HOW TO COMPLETE THIS TASK —
Filter these records by the string "PageLocation", copying each line that holds it.

○ ○ ○ ○ ○

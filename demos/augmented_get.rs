//! Demonstrates dispatching a same-origin API call through the courier with the default reqwest
//! transport, letting it fetch and attach the anti-forgery token on its own.

// crates.io
use color_eyre::Result;
use httpmock::prelude::*;
// self
use auth_courier::{
	courier::{Courier, PendingRequest},
	origin::PageLocation,
	transport::ReqwestTransport,
};

#[tokio::main]
async fn main() -> Result<()> {
	color_eyre::install()?;

	let server = MockServer::start_async().await;
	let xsrf_mock = server
		.mock_async(|when, then| {
			when.method(GET).path("/d2l/lp/auth/xsrf-tokens");
			then.status(200)
				.header("content-type", "application/json")
				.body("{\"referrerToken\":\"demo-xsrf\"}");
		})
		.await;
	let api_mock = server
		.mock_async(|when, then| {
			when.method(GET).path("/d2l/api/lp/1.0/users/me").header("x-csrf-token", "demo-xsrf");
			then.status(200)
				.header("content-type", "application/json")
				.body("{\"displayName\":\"Demo User\"}");
		})
		.await;
	let location = PageLocation::new("http", server.address().to_string());
	let courier = Courier::builder(ReqwestTransport::default(), location).build();
	let response = courier.send_request(PendingRequest::new("/d2l/api/lp/1.0/users/me")).await?;

	println!("Fetched {} bytes with status {}.", response.body.len(), response.status);

	xsrf_mock.assert_async().await;
	api_mock.assert_async().await;

	Ok(())
}
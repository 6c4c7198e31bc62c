#![cfg(feature = "reqwest")]

// crates.io
use httpmock::prelude::*;
// self
use auth_courier::{_preludet::*, error::FetchError};

#[tokio::test]
async fn fetched_tokens_are_persisted_and_reused() {
	let server = MockServer::start_async().await;
	let courier = build_reqwest_test_courier(server.address().to_string());
	let mock = server
		.mock_async(|when, then| {
			when.method(GET).path("/d2l/lp/auth/xsrf-tokens");
			then.status(200)
				.header("content-type", "application/json")
				.body("{\"referrerToken\":\"xsrf-abc\"}");
		})
		.await;
	let first =
		courier.xsrf_provider().acquire().await.expect("Initial XSRF acquisition should succeed.");
	let second =
		courier.xsrf_provider().acquire().await.expect("Repeated XSRF acquisition should succeed.");

	assert_eq!(first, "xsrf-abc");
	assert_eq!(second, "xsrf-abc");

	mock.assert_calls_async(1).await;

	let persisted = courier
		.cache()
		.read_xsrf()
		.await
		.expect("Vault read should succeed.")
		.expect("Fetched token should be persisted in the vault.");

	assert_eq!(persisted, "xsrf-abc");
}

#[tokio::test]
async fn persisted_tokens_short_circuit_the_endpoint() {
	let server = MockServer::start_async().await;
	let courier = build_reqwest_test_courier(server.address().to_string());

	courier.cache().write_xsrf("seeded-token").await.expect("Seeding the vault should succeed.");

	let mock = server
		.mock_async(|when, then| {
			when.method(GET).path("/d2l/lp/auth/xsrf-tokens");
			then.status(200)
				.header("content-type", "application/json")
				.body("{\"referrerToken\":\"fresh-token\"}");
		})
		.await;
	let token = courier
		.xsrf_provider()
		.acquire()
		.await
		.expect("Acquisition from a seeded vault should succeed.");

	assert_eq!(token, "seeded-token");

	mock.assert_calls_async(0).await;
}

#[tokio::test]
async fn unexpected_statuses_surface_as_fetch_errors() {
	let server = MockServer::start_async().await;
	let courier = build_reqwest_test_courier(server.address().to_string());
	let mock = server
		.mock_async(|when, then| {
			when.method(GET).path("/d2l/lp/auth/xsrf-tokens");
			then.status(404);
		})
		.await;
	let err = courier
		.xsrf_provider()
		.acquire()
		.await
		.expect_err("A 404 from the endpoint should fail the acquisition.");

	assert!(matches!(err, Error::XsrfFetch { .. }));
	assert_eq!(err.status(), Some(404));
	assert_eq!(err.stage(), "xsrf_fetch");

	mock.assert_async().await;
}

#[tokio::test]
async fn malformed_bodies_are_rejected() {
	let server = MockServer::start_async().await;
	let courier = build_reqwest_test_courier(server.address().to_string());
	let _mock = server
		.mock_async(|when, then| {
			when.method(GET).path("/d2l/lp/auth/xsrf-tokens");
			then.status(200)
				.header("content-type", "application/json")
				.body("{\"unexpected\":true}");
		})
		.await;
	let err = courier
		.xsrf_provider()
		.acquire()
		.await
		.expect_err("A body without the referrer token should fail the acquisition.");

	assert!(matches!(err, Error::XsrfFetch { source: FetchError::MalformedBody { .. } }));
}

○ ○ ○ ○ ○

SOLUTION —
	origin::PageLocation,
	let location = PageLocation::new("http", server.address().to_string());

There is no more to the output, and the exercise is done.